** Opening Source records block **
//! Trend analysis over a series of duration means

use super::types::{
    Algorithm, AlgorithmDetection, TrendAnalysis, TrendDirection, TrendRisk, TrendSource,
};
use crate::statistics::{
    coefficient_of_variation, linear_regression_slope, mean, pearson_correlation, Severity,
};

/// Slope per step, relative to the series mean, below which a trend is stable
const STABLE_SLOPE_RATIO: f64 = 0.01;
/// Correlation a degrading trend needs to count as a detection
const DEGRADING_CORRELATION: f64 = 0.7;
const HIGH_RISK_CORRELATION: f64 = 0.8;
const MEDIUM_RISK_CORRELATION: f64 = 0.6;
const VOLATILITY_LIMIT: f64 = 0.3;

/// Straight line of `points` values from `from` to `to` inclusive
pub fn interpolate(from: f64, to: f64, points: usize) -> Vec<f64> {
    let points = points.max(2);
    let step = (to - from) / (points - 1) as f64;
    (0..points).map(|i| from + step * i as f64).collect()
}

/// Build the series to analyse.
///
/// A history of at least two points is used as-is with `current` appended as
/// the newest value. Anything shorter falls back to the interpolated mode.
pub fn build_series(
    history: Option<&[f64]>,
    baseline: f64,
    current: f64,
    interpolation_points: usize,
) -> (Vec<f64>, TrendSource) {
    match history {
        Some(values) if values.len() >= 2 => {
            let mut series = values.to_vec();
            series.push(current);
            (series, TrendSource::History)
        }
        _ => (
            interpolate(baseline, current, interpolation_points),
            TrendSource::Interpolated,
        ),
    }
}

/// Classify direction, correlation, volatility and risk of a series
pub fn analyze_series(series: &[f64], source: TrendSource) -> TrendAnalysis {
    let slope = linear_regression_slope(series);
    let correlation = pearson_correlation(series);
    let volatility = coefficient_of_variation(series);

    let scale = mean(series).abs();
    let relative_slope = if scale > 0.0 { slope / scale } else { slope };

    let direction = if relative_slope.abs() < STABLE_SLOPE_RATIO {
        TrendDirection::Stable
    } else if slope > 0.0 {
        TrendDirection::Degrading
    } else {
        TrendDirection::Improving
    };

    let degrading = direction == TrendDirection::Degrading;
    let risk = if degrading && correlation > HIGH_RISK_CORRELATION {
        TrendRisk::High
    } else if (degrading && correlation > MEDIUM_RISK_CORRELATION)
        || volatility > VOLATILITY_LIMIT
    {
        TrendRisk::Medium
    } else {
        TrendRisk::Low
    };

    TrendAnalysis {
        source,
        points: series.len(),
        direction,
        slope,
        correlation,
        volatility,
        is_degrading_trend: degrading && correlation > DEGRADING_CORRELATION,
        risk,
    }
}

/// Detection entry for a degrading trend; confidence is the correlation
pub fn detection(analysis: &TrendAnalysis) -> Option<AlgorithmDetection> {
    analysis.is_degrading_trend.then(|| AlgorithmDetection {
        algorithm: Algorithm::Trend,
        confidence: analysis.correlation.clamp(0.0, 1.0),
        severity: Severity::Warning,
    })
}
** Closing Source records block **
** Opening Source records block **
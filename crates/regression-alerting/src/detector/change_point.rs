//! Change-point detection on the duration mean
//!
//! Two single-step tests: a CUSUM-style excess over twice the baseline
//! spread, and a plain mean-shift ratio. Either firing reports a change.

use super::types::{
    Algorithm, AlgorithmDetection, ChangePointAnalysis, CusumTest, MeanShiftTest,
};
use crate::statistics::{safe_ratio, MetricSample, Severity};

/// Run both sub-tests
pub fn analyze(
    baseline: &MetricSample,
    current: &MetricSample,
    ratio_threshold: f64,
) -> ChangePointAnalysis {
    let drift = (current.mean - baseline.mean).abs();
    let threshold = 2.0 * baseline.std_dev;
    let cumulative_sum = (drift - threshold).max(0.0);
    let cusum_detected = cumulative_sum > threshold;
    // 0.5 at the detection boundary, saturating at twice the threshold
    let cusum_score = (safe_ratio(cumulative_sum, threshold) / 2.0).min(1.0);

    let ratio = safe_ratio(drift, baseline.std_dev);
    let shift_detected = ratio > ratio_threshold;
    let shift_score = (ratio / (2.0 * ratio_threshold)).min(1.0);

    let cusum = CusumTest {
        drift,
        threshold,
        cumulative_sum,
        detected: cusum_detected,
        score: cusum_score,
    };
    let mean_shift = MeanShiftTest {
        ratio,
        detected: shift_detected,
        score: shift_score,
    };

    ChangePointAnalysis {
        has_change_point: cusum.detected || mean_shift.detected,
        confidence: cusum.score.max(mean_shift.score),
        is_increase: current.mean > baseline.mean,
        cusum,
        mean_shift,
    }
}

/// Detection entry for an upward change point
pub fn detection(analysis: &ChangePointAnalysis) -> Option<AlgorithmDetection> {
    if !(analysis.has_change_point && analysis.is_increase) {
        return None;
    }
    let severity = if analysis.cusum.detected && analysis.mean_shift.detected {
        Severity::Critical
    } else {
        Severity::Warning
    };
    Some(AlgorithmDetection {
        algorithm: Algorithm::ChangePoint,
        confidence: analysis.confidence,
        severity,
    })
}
** Closing Source records block **
What the task asks: The lines holding the word "duration" are the answer. Pull them out of the records and copy them.

Output below:
//! Trend analysis over a series of duration means
//! Change-point detection on the duration mean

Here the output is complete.